Search code examples
c#.netgpualeagpu

Passing more than 16 kernel arguments in Alea.GPU


I have a fairly complex kernel that I am trying to write. As it turns out, I need to pass more than 16 arguments, and apparently Alea GPU has a limitation for 16 arguments. (http://quantalea.com/static/app/manual/reference/alea_cuda_il/alea-cuda-il-ilgpumodule.html)

I know that 16 arguments sounds like a bad idea to begin with... What other options are there? In normal code, I would of course wrap the things into it's own class, but what can I do in GPU code?


Solution

  • In this case, you can retrieve an untyped kernel object through GPUModule.GPUEntities property, then put those arguments into an list of Object type, then you can launch it.

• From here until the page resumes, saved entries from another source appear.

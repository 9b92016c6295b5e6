//! API routes and handlers
//!
//! Routes fall into four groups with different guards:
//! - public reads, personalised when a bearer token is present
//! - public submissions (login, reservation requests, chat), rate limited
//! - signed-in user routes
//! - staff routes under `/admin` and `/system_status`

use axum::{extract::DefaultBodyLimit, middleware::from_fn, middleware::from_fn_with_state, Router};
use uuid::Uuid;

use crate::{
    middleware::{
        api_cache_control_middleware, auth_middleware, host_routing_middleware,
        optional_auth_middleware, rate_limit_middleware, staff_middleware, RateLimitState,
    },
    utils::{AppError, AppResult},
    AppState,
};

mod auth;
mod chat;
mod dashboard;
mod entities;
mod events;
mod health;
mod reservations;
mod suites;
mod system_status;
mod uploads;
mod users;
mod venues;

pub use health::*;

/// Multipart framing on top of the configured file size
const UPLOAD_BODY_SLACK: usize = 64 * 1024;

/// Parse a path identifier, rejecting malformed ones with 400
pub(crate) fn parse_uuid(raw: &str, what: &str) -> AppResult<Uuid> {
    Uuid::parse_str(raw.trim()).map_err(|_| AppError::bad_request(format!("Invalid {} ID", what)))
}

/// Public routes (authentication optional)
pub fn public_routes() -> Router<AppState> {
    Router::new()
        .nest("/api", health::routes())
        .merge(events::public_routes())
        .merge(reservations::public_routes())
        .merge(chat::public_routes())
}

/// Public write routes; the caller decides whether to rate limit them
pub fn submission_routes() -> Router<AppState> {
    Router::new()
        .merge(auth::public_routes())
        .merge(reservations::submission_routes())
        .merge(chat::submission_routes())
}

/// Routes for any signed-in user
pub fn protected_routes() -> Router<AppState> {
    Router::new()
        .merge(auth::protected_routes())
        .merge(events::protected_routes())
}

/// Staff-only routes
pub fn staff_routes() -> Router<AppState> {
    let admin_api = Router::new()
        .merge(dashboard::routes())
        .merge(entities::routes())
        .merge(venues::routes())
        .merge(events::staff_routes())
        .merge(reservations::staff_routes())
        .merge(suites::routes())
        .merge(users::routes());

    Router::new()
        .merge(dashboard::index_routes())
        .nest("/admin/api", admin_api)
        .merge(system_status::routes())
}

/// Assemble the application router with its guards
///
/// `submission_limit` throttles the public write routes per client IP.
pub fn create_router(state: AppState, submission_limit: Option<RateLimitState>) -> Router {
    let body_limit = state.config.media.max_upload_bytes + UPLOAD_BODY_SLACK;

    let mut submissions =
        submission_routes().layer(from_fn_with_state(state.clone(), optional_auth_middleware));
    if let Some(limit) = submission_limit {
        submissions = submissions.layer(from_fn_with_state(limit, rate_limit_middleware));
    }

    Router::new()
        .merge(
            public_routes().layer(from_fn_with_state(state.clone(), optional_auth_middleware)),
        )
        .merge(submissions)
        .merge(
            protected_routes().layer(from_fn_with_state(state.clone(), auth_middleware)),
        )
        .merge(
            staff_routes()
                .layer(from_fn(staff_middleware))
                .layer(from_fn_with_state(state.clone(), auth_middleware)),
        )
        .layer(from_fn(api_cache_control_middleware))
        .layer(DefaultBodyLimit::max(body_limit))
        .layer(from_fn_with_state(state.clone(), host_routing_middleware))
        .with_state(state)
}
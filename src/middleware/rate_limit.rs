//! Rate limiting middleware
//!
//! Per-IP limits using a keyed governor limiter: a tight budget for the public
//! write endpoints (login, reservation requests, chat) and a looser one for
//! all traffic.

use axum::{
    extract::{ConnectInfo, Request, State},
    http::StatusCode,
    middleware::Next,
    response::{IntoResponse, Response},
    Json,
};
use governor::{DefaultKeyedRateLimiter, Quota, RateLimiter};
use std::{
    net::{IpAddr, Ipv4Addr, SocketAddr},
    num::NonZeroU32,
    sync::Arc,
    time::Duration,
};
use tracing::{debug, warn};

use crate::utils::error::ErrorResponse;

/// Rate limiter configuration
#[derive(Debug, Clone)]
pub struct RateLimitConfig {
    /// Sustained requests per second
    pub requests_per_second: u32,
    /// Burst capacity
    pub burst_size: u32,
}

impl Default for RateLimitConfig {
    fn default() -> Self {
        Self {
            requests_per_second: 10,
            burst_size: 30,
        }
    }
}

/// Limit for anonymous submissions (login, reservation requests, chat)
pub fn submission_rate_limit_config() -> RateLimitConfig {
    RateLimitConfig {
        requests_per_second: 1,
        burst_size: 10,
    }
}

/// Limit for everything else
pub fn api_rate_limit_config() -> RateLimitConfig {
    RateLimitConfig {
        requests_per_second: 50,
        burst_size: 100,
    }
}

/// Shared per-IP limiter
#[derive(Clone)]
pub struct RateLimitState {
    limiter: Arc<DefaultKeyedRateLimiter<IpAddr>>,
}

impl RateLimitState {
    pub fn new(config: RateLimitConfig) -> Self {
        let quota = Quota::per_second(
            NonZeroU32::new(config.requests_per_second).unwrap_or(NonZeroU32::MIN),
        )
        .allow_burst(NonZeroU32::new(config.burst_size).unwrap_or(NonZeroU32::MIN));

        Self {
            limiter: Arc::new(RateLimiter::keyed(quota)),
        }
    }

    /// Consume one cell for `ip`; false when the caller is over the limit
    pub fn check(&self, ip: IpAddr) -> bool {
        self.limiter.check_key(&ip).is_ok()
    }

    /// Forget idle IPs
    pub fn cleanup(&self) {
        let before = self.limiter.len();
        self.limiter.retain_recent();
        self.limiter.shrink_to_fit();
        debug!(
            "Rate limiter cleanup: {} -> {} entries",
            before,
            self.limiter.len()
        );
    }
}

/// Rate limiting middleware
///
/// Requests without connection info (e.g. in-process tests) share the
/// unspecified address bucket.
pub async fn rate_limit_middleware(
    State(rate_limit): State<RateLimitState>,
    request: Request,
    next: Next,
) -> Response {
    let ip = request
        .extensions()
        .get::<ConnectInfo<SocketAddr>>()
        .map(|ConnectInfo(addr)| addr.ip())
        .unwrap_or(IpAddr::V4(Ipv4Addr::UNSPECIFIED));

    if rate_limit.check(ip) {
        next.run(request).await
    } else {
        warn!(ip = %ip, path = %request.uri().path(), "Rate limit exceeded");
        RateLimitExceeded.into_response()
    }
}

/// 429 response in the standard error envelope
pub struct RateLimitExceeded;

impl IntoResponse for RateLimitExceeded {
    fn into_response(self) -> Response {
        (
            StatusCode::TOO_MANY_REQUESTS,
            [("Retry-After", "1")],
            Json(ErrorResponse::new(
                "Too many requests. Please try again later.",
            )),
        )
            .into_response()
    }
}

/// Spawn a background task that periodically forgets idle IPs
pub fn spawn_rate_limit_cleanup(state: RateLimitState) {
    tokio::spawn(async move {
        let mut interval = tokio::time::interval(Duration::from_secs(3600));
        loop {
            interval.tick().await;
            state.cleanup();
        }
    });
}
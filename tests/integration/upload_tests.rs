//! Photo, logo and floor plan upload tests

use std::path::Path;

use axum::{body::Body, http::Request};
use serde_json::Value;

use crate::common::{ids::UNKNOWN_ID, AdminFixtures, TestApp};

const PNG_BYTES: &[u8] = b"\x89PNG\r\n\x1a\nnot really an image";

fn count_files(dir: &Path) -> usize {
    let Ok(entries) = std::fs::read_dir(dir) else {
        return 0;
    };
    entries
        .flatten()
        .map(|entry| {
            let path = entry.path();
            if path.is_dir() {
                count_files(&path)
            } else {
                1
            }
        })
        .sum()
}

async fn create_venue(app: &TestApp, token: &str) -> String {
    let venue: Value = app
        .post_json_with_auth("/admin/api/venues/", AdminFixtures::venue("Gallery", 60), token)
        .await
        .json();
    venue["id"].as_str().unwrap().to_string()
}

#[tokio::test]
async fn test_venue_photo_upload_and_delete() {
    let app = TestApp::new().await;
    let token = app.staff_token().await;
    let venue_id = create_venue(&app, &token).await;

    let response = app
        .upload_with_auth(
            &format!("/admin/api/venues/{}/photos/", venue_id),
            "front view.png",
            PNG_BYTES,
            Some("Front entrance"),
            &token,
        )
        .await;
    response.assert_created();
    let photo: Value = response.json();
    assert_eq!(photo["caption"], "Front entrance");
    let path = photo["path"].as_str().unwrap();
    assert!(path.starts_with("venue_photos/"));

    let stored = app.media_root().join(path);
    assert_eq!(std::fs::read(&stored).unwrap(), PNG_BYTES);

    let detail: Value = app
        .get_with_auth(&format!("/admin/api/venues/{}/", venue_id), &token)
        .await
        .json();
    assert_eq!(detail["photos"].as_array().unwrap().len(), 1);

    app.delete_with_auth(
        &format!(
            "/admin/api/venues/{}/photos/{}/",
            venue_id,
            photo["id"].as_str().unwrap()
        ),
        &token,
    )
    .await
    .assert_no_content();
    assert!(!stored.exists());
}

#[tokio::test]
async fn test_venue_photo_limit() {
    let app = TestApp::new().await;
    let token = app.staff_token().await;
    let venue_id = create_venue(&app, &token).await;
    let uri = format!("/admin/api/venues/{}/photos/", venue_id);

    for i in 0..6 {
        app.upload_with_auth(&uri, &format!("{}.png", i), PNG_BYTES, None, &token)
            .await
            .assert_created();
    }

    let response = app
        .upload_with_auth(&uri, "seventh.png", PNG_BYTES, None, &token)
        .await;
    response.assert_bad_request();
    assert_eq!(response.error_message(), "Venue photos are limited to 6");
    assert_eq!(count_files(&app.media_root()), 6);
}

#[tokio::test]
async fn test_event_class_photo_limit_is_two() {
    let app = TestApp::new().await;
    let token = app.staff_token().await;
    let class: Value = app
        .post_json_with_auth(
            "/admin/api/event-classes/",
            serde_json::json!({ "name": "Gala" }),
            &token,
        )
        .await
        .json();
    let uri = format!(
        "/admin/api/event-classes/{}/photos/",
        class["id"].as_str().unwrap()
    );

    for name in ["a.png", "b.png"] {
        app.upload_with_auth(&uri, name, PNG_BYTES, None, &token)
            .await
            .assert_created();
    }
    app.upload_with_auth(&uri, "c.png", PNG_BYTES, None, &token)
        .await
        .assert_bad_request();
}

#[tokio::test]
async fn test_suite_gallery_is_unlimited() {
    let app = TestApp::new().await;
    let token = app.staff_token().await;
    let suite: Value = app
        .post_json_with_auth("/admin/api/suites/", AdminFixtures::suite("300"), &token)
        .await
        .json();
    let uri = format!("/admin/api/suites/{}/photos/", suite["id"].as_str().unwrap());

    for i in 0..8 {
        app.upload_with_auth(&uri, &format!("{}.jpg", i), PNG_BYTES, None, &token)
            .await
            .assert_created();
    }
    let photos: Vec<Value> = app.get_with_auth(&uri, &token).await.json();
    assert_eq!(photos.len(), 8);
}

#[tokio::test]
async fn test_oversized_upload_rejected() {
    let app = TestApp::new().await;
    let token = app.staff_token().await;
    let venue_id = create_venue(&app, &token).await;

    let too_big = vec![0u8; app.state.config.media.max_upload_bytes + 1];
    let response = app
        .upload_with_auth(
            &format!("/admin/api/venues/{}/photos/", venue_id),
            "huge.png",
            &too_big,
            None,
            &token,
        )
        .await;
    response.assert_status(axum::http::StatusCode::PAYLOAD_TOO_LARGE);
    assert_eq!(count_files(&app.media_root()), 0);
}

#[tokio::test]
async fn test_upload_without_file_field() {
    let app = TestApp::new().await;
    let token = app.staff_token().await;
    let venue_id = create_venue(&app, &token).await;

    let boundary = "suitehub-test-boundary";
    let body = format!(
        "--{boundary}\r\nContent-Disposition: form-data; name=\"caption\"\r\n\r\nno file\r\n--{boundary}--\r\n"
    );
    let response = app
        .request_with_auth(
            Request::builder()
                .method("POST")
                .uri(format!("/admin/api/venues/{}/photos/", venue_id))
                .header(
                    "Content-Type",
                    format!("multipart/form-data; boundary={}", boundary),
                )
                .body(Body::from(body))
                .unwrap(),
            &token,
        )
        .await;
    response.assert_bad_request();
    assert_eq!(response.error_message(), "Missing file field");
}

#[tokio::test]
async fn test_upload_for_unknown_owner_leaves_no_file() {
    let app = TestApp::new().await;
    let token = app.staff_token().await;

    app.upload_with_auth(
        &format!("/admin/api/venues/{}/photos/", UNKNOWN_ID),
        "orphan.png",
        PNG_BYTES,
        None,
        &token,
    )
    .await
    .assert_not_found();
    assert_eq!(count_files(&app.media_root()), 0);
}

#[tokio::test]
async fn test_individual_photo_replaced() {
    let app = TestApp::new().await;
    let token = app.staff_token().await;
    let person: Value = app
        .post_json_with_auth(
            "/admin/api/individuals/",
            AdminFixtures::individual("Mae", "Jemison"),
            &token,
        )
        .await
        .json();
    let uri = format!(
        "/admin/api/individuals/{}/photo/",
        person["id"].as_str().unwrap()
    );

    let first: Value = app
        .upload_with_auth(&uri, "one.png", PNG_BYTES, None, &token)
        .await
        .json();
    let first_path = app.media_root().join(first["photo"].as_str().unwrap());
    assert!(first_path.exists());

    let response = app
        .upload_with_auth(&uri, "two.png", PNG_BYTES, None, &token)
        .await;
    response.assert_ok();
    let second: Value = response.json();
    assert_ne!(second["photo"], first["photo"]);
    assert!(!first_path.exists());
    assert_eq!(count_files(&app.media_root()), 1);
}

#[tokio::test]
async fn test_suite_floor_plan_and_delete_cleanup() {
    let app = TestApp::new().await;
    let token = app.staff_token().await;
    let suite: Value = app
        .post_json_with_auth("/admin/api/suites/", AdminFixtures::suite("12A"), &token)
        .await
        .json();
    let suite_id = suite["id"].as_str().unwrap();

    let response = app
        .upload_with_auth(
            &format!("/admin/api/suites/{}/floor-plan/", suite_id),
            "plan.pdf",
            b"%PDF-1.4 plan",
            None,
            &token,
        )
        .await;
    response.assert_ok();
    let updated: Value = response.json();
    let plan = updated["floor_plan"].as_str().unwrap();
    assert!(plan.starts_with("suite_floorplans/"));

    app.upload_with_auth(
        &format!("/admin/api/suites/{}/photos/", suite_id),
        "desk.jpg",
        PNG_BYTES,
        None,
        &token,
    )
    .await
    .assert_created();
    assert_eq!(count_files(&app.media_root()), 2);

    app.delete_with_auth(&format!("/admin/api/suites/{}/", suite_id), &token)
        .await
        .assert_no_content();
    assert_eq!(count_files(&app.media_root()), 0);
}

#[tokio::test]
async fn test_organization_logo_upload() {
    let app = TestApp::new().await;
    let token = app.staff_token().await;
    let org: Value = app
        .post_json_with_auth(
            "/admin/api/organizations/",
            AdminFixtures::organization("Beacon"),
            &token,
        )
        .await
        .json();

    let response = app
        .upload_with_auth(
            &format!("/admin/api/organizations/{}/logo/", org["id"].as_str().unwrap()),
            "logo.svg",
            b"<svg/>",
            None,
            &token,
        )
        .await;
    response.assert_ok();
    let updated: Value = response.json();
    assert!(updated["logo"]
        .as_str()
        .unwrap()
        .starts_with("organization_logos/"));
}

    You can also make some extension methods for that purpose and make them to be type safe, here is an example which I use only 3 arguments for simplicity:

    public static class GPUModuleExtensions
    {
        public static void MyGPULaunch<T1, T2, T3>(
            this ILGPUModule module,
            Action<T1, T2, T3> kernelD, LaunchParam lp,
            T1 arg1, T2 arg2, T3 arg3)
        {
            // get the kernel object by method name
            var kernel = module.GPUEntities.GetKernel(kernelD.Method.Name).Kernel;
            // create parameter list (which is FSharpList)
            var parameterArray = new object[] {arg1, arg2, arg3};
            var parameterList = ListModule.OfArray(parameterArray);
            // use untyped LaunchRaw to launch the kernel
            kernel.LaunchRaw(lp, parameterList);
        }
    }
    
    public class GPUModule : ILGPUModule
    {
        public GPUModule() : base(GPUModuleTarget.DefaultWorker)
        {
        }
    
        [Kernel]
        public void Kernel(deviceptr<int> outputs, int arg1, int arg2)
        {
            var tid = threadIdx.x;
            outputs[tid] = arg1 + arg2;
        }
    
        [Test]
        public void Test()
        {
            const int n = 32;
            var lp = new LaunchParam(1, n);
            using (var outputs = GPUWorker.Malloc<int>(n))
            {
                this.MyGPULaunch(Kernel, lp, outputs.Ptr, 1, 3);
                Console.WriteLine("{0}", (outputs.Gather())[4]);
            }
        }
    }
    

    Note, in this example, I use Action<T1,T2,T3>, but Action type has maximum 16 types, so you might need to define your own delegate to pass more than 16 argument types.